§ Instructions to follow
Copy exactly the lines of the material below, starting with the first and including the line that holds "let BundleConfig::Style(options) = config".

§ Records shown
....
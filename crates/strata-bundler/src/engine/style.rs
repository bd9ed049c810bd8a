//! Style engine: `@import`/`@use`/`@forward` inlining.

use std::collections::VecDeque;
use std::fmt::Write as _;
use std::ops::Range;
use std::path::{Path, PathBuf};
use std::sync::{Arc, LazyLock};

use async_trait::async_trait;
use indexmap::IndexSet;
use regex::Regex;
use rustc_hash::{FxHashMap, FxHashSet};

use super::resolve::{normalize, resolve_style};
use super::{display_path, mismatch, source_map, Bundler, SourceCache};
use crate::config::{BundleConfig, BundlerKind, InputSource, StyleOptions};
use crate::error::{BundleError, Result};
use crate::output::{BuildOutput, OutputFile};

static AT_IMPORT_RE: LazyLock<Regex> = LazyLock::new(|| {
    Regex::new(r#"(?m)^[ \t]*@(?:import|use|forward)\s+(?:url\(\s*)?["']([^"']+)["']\s*\)?[^;\n]*;[ \t]*\r?\n?"#)
        .expect("at-import pattern is valid")
});

/// A resolved import statement inside one sheet.
struct Link {
    span: Range<usize>,
    target: PathBuf,
}

#[derive(Debug, Default)]
pub struct StyleEngine {
    cache: SourceCache,
}

#[async_trait]
impl Bundler for StyleEngine {
    fn kind(&self) -> BundlerKind {
        BundlerKind::Style
    }

    async fn build(
        &mut self,
        config: &BundleConfig,
        invalidated: &[PathBuf],
    ) -> Result<BuildOutput> {
        let BundleConfig::Style(options) = config else {
            return Err(mismatch(self.kind(), config));
        };
        self.cache.invalidate(invalidated);
        let result = self.assemble(options).await;
        self.cache.settle(&result);
        result
    }
}

impl StyleEngine {
    async fn assemble(&mut self, options: &StyleOptions) -> Result<BuildOutput> {
        let base = &options.base;
        let output_path = base.resolve(base.output.as_deref().ok_or(BundleError::NotSetUp)?);
        let root = normalize(&base.root);
        let include_paths: Vec<PathBuf> = options
            .include_paths
            .iter()
            .map(|p| normalize(&base.resolve(p)))
            .collect();

        let mut files: IndexSet<PathBuf> = IndexSet::new();
        let mut sheets: FxHashMap<PathBuf, (Arc<str>, Vec<Link>)> = FxHashMap::default();
        let mut inline_sheets = Vec::new();
        let mut queue = VecDeque::new();

        for input in &base.input {
            match input {
                InputSource::File(path) => {
                    let path = normalize(&base.resolve(path));
                    if files.insert(path.clone()) {
                        queue.push_back(path);
                    }
                }
                InputSource::Inline { code, root: inline_root } => {
                    let importer = base.resolve(inline_root).join("<inline>");
                    let links = scan(code, &importer, &include_paths)?;
                    for link in &links {
                        if files.insert(link.target.clone()) {
                            queue.push_back(link.target.clone());
                        }
                    }
                    inline_sheets.push((Arc::<str>::from(code.as_str()), links));
                }
            }
        }

        while let Some(path) = queue.pop_front() {
            let source = self.cache.read(&path).await?;
            let links = scan(&source, &path, &include_paths)?;
            for link in &links {
                if files.insert(link.target.clone()) {
                    queue.push_back(link.target.clone());
                }
            }
            sheets.insert(path, (source, links));
        }

        let mut css = String::new();
        let mut inlined = FxHashSet::default();
        let mut inline_iter = inline_sheets.iter();
        for input in &base.input {
            match input {
                InputSource::File(path) => {
                    let path = normalize(&base.resolve(path));
                    inline_sheet(&path, &sheets, &root, options, &mut inlined, &mut css);
                }
                InputSource::Inline { .. } => {
                    if let Some((code, links)) = inline_iter.next() {
                        splice(code, links, &sheets, &root, options, &mut inlined, &mut css);
                    }
                }
            }
        }

        let mut outputs = Vec::new();
        if base.map {
            let sources: Vec<PathBuf> = files.iter().cloned().collect();
            let map = source_map(&output_path, &root, &sources)?;
            let map_name = map
                .path
                .file_name()
                .map(|n| n.to_string_lossy().into_owned())
                .unwrap_or_default();
            let _ = writeln!(css, "/*# sourceMappingURL={map_name} */");
            outputs.push(OutputFile::new(output_path, css));
            outputs.push(map);
        } else {
            outputs.push(OutputFile::new(output_path, css));
        }

        Ok(BuildOutput {
            files,
            outputs,
            warnings: Vec::new(),
            children: Vec::new(),
        })
    }
}

/// Local imports of one sheet. Remote URLs and `sass:` modules stay as written.
fn scan(source: &str, importer: &Path, include_paths: &[PathBuf]) -> Result<Vec<Link>> {
    let Some(dir) = importer.parent() else {
        return Ok(Vec::new());
    };
    let mut dirs = vec![dir.to_path_buf()];
    dirs.extend(include_paths.iter().cloned());

    let mut links = Vec::new();
    for caps in AT_IMPORT_RE.captures_iter(source) {
        let specifier = &caps[1];
        if is_external(specifier) {
            continue;
        }
        let target = resolve_style(&dirs, specifier).ok_or_else(|| BundleError::Unresolved {
            specifier: specifier.to_string(),
            importer: importer.to_path_buf(),
        })?;
        let span = caps.get(0).map(|m| m.range()).unwrap_or_default();
        links.push(Link { span, target });
    }
    Ok(links)
}

fn is_external(specifier: &str) -> bool {
    specifier.contains("://") || specifier.starts_with("//") || specifier.starts_with("sass:")
}

fn inline_sheet(
    path: &Path,
    sheets: &FxHashMap<PathBuf, (Arc<str>, Vec<Link>)>,
    root: &Path,
    options: &StyleOptions,
    inlined: &mut FxHashSet<PathBuf>,
    out: &mut String,
) {
    if !inlined.insert(path.to_path_buf()) {
        return;
    }
    let Some((source, links)) = sheets.get(path) else {
        return;
    };
    if !options.base.production {
        let _ = writeln!(out, "/* {} */", display_path(root, path));
    }
    splice(source, links, sheets, root, options, inlined, out);
}

/// Copy `source` into `out`, replacing each import statement with the imported sheet.
fn splice(
    source: &str,
    links: &[Link],
    sheets: &FxHashMap<PathBuf, (Arc<str>, Vec<Link>)>,
    root: &Path,
    options: &StyleOptions,
    inlined: &mut FxHashSet<PathBuf>,
    out: &mut String,
) {
    let mut cursor = 0;
    for link in links {
        push_text(out, &source[cursor..link.span.start], options.base.production);
        inline_sheet(&link.target, sheets, root, options, inlined, out);
        cursor = link.span.end;
    }
    push_text(out, &source[cursor..], options.base.production);
    if !out.is_empty() && !out.ends_with('\n') {
        out.push('\n');
    }
}

fn push_text(out: &mut String, text: &str, production: bool) {
    if production {
        for line in text.lines().map(str::trim).filter(|l| !l.is_empty()) {
            out.push_str(line);
            out.push('\n');
        }
    } else {
        out.push_str(text);
    }
}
....
§ Written answer
filename crates/strata-bundler/src/engine/style.rs
repository bd9ed049c810bd8a
//! Style engine: `@import`/`@use`/`@forward` inlining.

use std::collections::VecDeque;
use std::fmt::Write as _;
use std::ops::Range;
use std::path::{Path, PathBuf};
use std::sync::{Arc, LazyLock};

use async_trait::async_trait;
use indexmap::IndexSet;
use regex::Regex;
use rustc_hash::{FxHashMap, FxHashSet};

use super::resolve::{normalize, resolve_style};
use super::{display_path, mismatch, source_map, Bundler, SourceCache};
use crate::config::{BundleConfig, BundlerKind, InputSource, StyleOptions};
use crate::error::{BundleError, Result};
use crate::output::{BuildOutput, OutputFile};

static AT_IMPORT_RE: LazyLock<Regex> = LazyLock::new(|| {
    Regex::new(r#"(?m)^[ \t]*@(?:import|use|forward)\s+(?:url\(\s*)?["']([^"']+)["']\s*\)?[^;\n]*;[ \t]*\r?\n?"#)
        .expect("at-import pattern is valid")
});

/// A resolved import statement inside one sheet.
struct Link {
    span: Range<usize>,
    target: PathBuf,
}

#[derive(Debug, Default)]
pub struct StyleEngine {
    cache: SourceCache,
}

#[async_trait]
impl Bundler for StyleEngine {
    fn kind(&self) -> BundlerKind {
        BundlerKind::Style
    }

    async fn build(
        &mut self,
        config: &BundleConfig,
        invalidated: &[PathBuf],
    ) -> Result<BuildOutput> {
        let BundleConfig::Style(options) = config else {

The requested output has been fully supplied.